Similar to the Microsoft partnership with the city of Louisville, IBM’s partnership with UofL will cover fast-growing technology areas like AI to bridge the growing digital divide.

“It’s important for us to be nimble with this, to be truly transformative, and to say, ‘We see what’s coming, how can we be proactive?’” Bendapudi said. 

These efforts are catching plenty of attention. Last month, Louisville Business First devoted its cover story to UofL’s position to be the impetus behind Louisville’s tech transformation. As an example, the story spotlights UofL’s Bucks for Brains program, which has yielded a number of innovations from the nation’s top researchers and scholars who have been recruited through the program since its inception in 1997.

Success stories from the program include Cellular Therapeutics, a research group created by Dr. Suzanne Ildstad in the late 90s dedicated to developing a technology for organ transplantation. Cellular Therapeutics’ iteration, Talaris Therapeutics, secured a $100 million investment in April, which will go toward a unique cell therapy technology that improves the lives of kidney transplant recipients.

“Ildstad’s story is the embodiment of the kind of high-impact, transformative work that happens when investments are made in UofL’s mission as the only public research university in the city,” Business First says.

Such tech-focused efforts are being noticed nationally as well. In May, Forbes published a story titled, “Four Reasons Why The University Of Louisville’s IBM Skills Academy Is A Very Smart Move,” touting the mutual benefits between the university and its corporate partner.

According to Forbes, the partnership helps address the continuing digital divide and boosts economic development in the area. It is also expected to provide a recruiting advantage for the university.

“College students express two major motives for pursuing their education – to prepare themselves for a good job and to gain knowledge so they are broadly prepared for a successful life,” the story says. “The IBM Skills Academy at the University of Louisville offers one path to help synergize the two main purposes of college. Students can acquire marketable technology skills at the same time they benefit from the broader education that good universities provide.”

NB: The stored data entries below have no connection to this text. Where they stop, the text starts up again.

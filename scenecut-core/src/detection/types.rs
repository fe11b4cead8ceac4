//! Value types passed between the detection components.

use serde::{Deserialize, Serialize};

use crate::error::{CoreResult, invalid};

/// A half-open span of video time, `end_seconds > start_seconds`.
///
/// # Examples
///
/// ```rust
/// use scenecut_core::detection::SceneRange;
///
/// let range = SceneRange::new(2.0, 5.5).unwrap();
/// assert_eq!(range.duration(), 3.5);
/// assert!(SceneRange::new(5.0, 5.0).is_err());
/// ```
#[derive(Debug, Clone, Copy, PartialEq, Serialize)]
#[serde(rename_all = "camelCase")]
pub struct SceneRange {
    start_seconds: f64,
    end_seconds: f64,
}

impl SceneRange {
    /// Creates a range, failing fast on negative, non-finite or inverted bounds.
    pub fn new(start_seconds: f64, end_seconds: f64) -> CoreResult<Self> {
        if !(start_seconds.is_finite() && end_seconds.is_finite()) {
            return Err(invalid(format!(
                "scene bounds must be finite, got ({start_seconds}, {end_seconds})"
            )));
        }
        if start_seconds < 0.0 {
            return Err(invalid(format!(
                "scene start must be non-negative, got {start_seconds}"
            )));
        }
        if end_seconds <= start_seconds {
            return Err(invalid(format!(
                "scene end {end_seconds} must be after start {start_seconds}"
            )));
        }
        Ok(Self {
            start_seconds,
            end_seconds,
        })
    }

    pub fn start_seconds(&self) -> f64 {
        self.start_seconds
    }

    pub fn end_seconds(&self) -> f64 {
        self.end_seconds
    }

    pub fn duration(&self) -> f64 {
        self.end_seconds - self.start_seconds
    }
}

/// Approximate cut time supplied by an external estimator.
///
/// The optional rationale is carried for callers' logs and never read by
/// the refinement logic.
#[derive(Debug, Clone, PartialEq, Serialize, Deserialize)]
#[serde(rename_all = "camelCase")]
pub struct FuzzyBoundary {
    pub approximate_seconds: f64,
    #[serde(default, skip_serializing_if = "Option::is_none")]
    pub rationale: Option<String>,
}

impl FuzzyBoundary {
    pub fn new(approximate_seconds: f64) -> Self {
        Self {
            approximate_seconds,
            rationale: None,
        }
    }

    /// Copy of this boundary with its time clamped into `[0, total_duration]`.
    pub fn clamped(&self, total_duration: f64) -> Self {
        let upper = total_duration.max(0.0);
        Self {
            approximate_seconds: self.approximate_seconds.clamp(0.0, upper),
            rationale: self.rationale.clone(),
        }
    }
}

/// Cut time chosen by the boundary refiner.
#[derive(Debug, Clone, Copy, PartialEq, Serialize, Deserialize)]
#[serde(rename_all = "camelCase")]
pub struct RefinedBoundary {
    pub actual_seconds: f64,
    pub fitness_score: f64,
    /// Frame of the winning candidate; `None` when the approximate time was passed through.
    #[serde(default, skip_serializing_if = "Option::is_none")]
    pub candidate_frame: Option<u64>,
}

impl RefinedBoundary {
    /// Pass-through result used when no candidate cut exists near the estimate.
    pub fn passthrough(approximate_seconds: f64) -> Self {
        Self {
            actual_seconds: approximate_seconds,
            fitness_score: 0.0,
            candidate_frame: None,
        }
    }

    pub fn is_passthrough(&self) -> bool {
        self.candidate_frame.is_none()
    }
}

#[cfg(test)]
mod tests {
    use super::*;

    #[test]
    fn test_scene_range_rejects_bad_bounds() {
        assert!(SceneRange::new(-0.1, 1.0).is_err());
        assert!(SceneRange::new(2.0, 1.0).is_err());
        assert!(SceneRange::new(0.0, f64::INFINITY).is_err());
        assert!(SceneRange::new(0.0, 0.04).is_ok());
    }

    #[test]
    fn test_fuzzy_boundary_clamp() {
        let early = FuzzyBoundary::new(-3.0).clamped(60.0);
        let late = FuzzyBoundary::new(75.0).clamped(60.0);
        let inside = FuzzyBoundary::new(12.5).clamped(60.0);
        assert_eq!(early.approximate_seconds, 0.0);
        assert_eq!(late.approximate_seconds, 60.0);
        assert_eq!(inside.approximate_seconds, 12.5);
    }

    #[test]
    fn test_fuzzy_boundary_deserializes_with_rationale() {
        let json = r#"[{"approximateSeconds": 4.2, "rationale": "cut to exterior"},
                       {"approximateSeconds": 9}]"#;
        let hints: Vec<FuzzyBoundary> = serde_json::from_str(json).unwrap();
        assert_eq!(hints.len(), 2);
        assert_eq!(hints[0].rationale.as_deref(), Some("cut to exterior"));
        assert_eq!(hints[1].approximate_seconds, 9.0);
        assert!(hints[1].rationale.is_none());
    }

    #[test]
    fn test_scene_range_serializes_camel_case() {
        let range = SceneRange::new(1.0, 2.5).unwrap();
        let json = serde_json::to_string(&range).unwrap();
        assert_eq!(json, r#"{"startSeconds":1.0,"endSeconds":2.5}"#);
    }
}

In June, Forbes piggybacked off this idea with another article illustrating the Business-Higher Education Forum, a nonprofit membership organization comprised of Fortune 500 executives, major university presidents and other educational leaders. Once again, the IBM/UofL partnership was highlighted as an example.

“American businesses are increasingly taking the lead in developing and ‘up-skilling’ their workforce in critical digital and technological competencies. Whether it’s through increasingly generous employer-provided educational benefits … or through specific company-university partnerships like the University of Louisville’s IBM skills academy, the rise of business-directed and employer-supported curricula is one of higher education’s most noteworthy trends,” the story says.

Such efforts were also highlighted in national trade publication Education Dive in June, which focused specifically on how the university is helping the city of Louisville bring tech training to scale. The story spells out the need for such work, noting that Louisville has just 79% of the technology jobs it should have for a city its size. In the past decade, Louisville has added just 17,000 jobs in the professional scientific technical services industry, for example, compared to Nashville, which added 75,000 such jobs. 

Based on estimates, the city of Louisville would need to add about 1,500 jobs annually for four years to catch up. This is why UofL is stepping up.

In addition to corporate partnerships, UofL is also sharpening its focus on commercialization. For example, in May, the university hired three entrepreneurs-in-residence to help guide research-backed invention to market. 

UofL ranks as one of only 120 U.S. “Research 1” universities with “very high research activity,” according to the Carnegie Classification of Institutions of Higher Education. The EIRs will amplify UofL’s existing efforts aimed at getting technologies born from that research to market, which include a “superfecta” of translational research programs.

Funding for the EIRs comes from the Louisville Entrepreneurship Acceleration Partnership (LEAP), another public-private partnership led by UofL and backed by the Kentucky Cabinet for Economic Development.

LEAP was launched in December. During the launch, President Bendapudi noted the objectives for LEAP were to commercialize university research, enhance the region’s reputation for innovation, grow jobs and economic development and build the next generation of leaders.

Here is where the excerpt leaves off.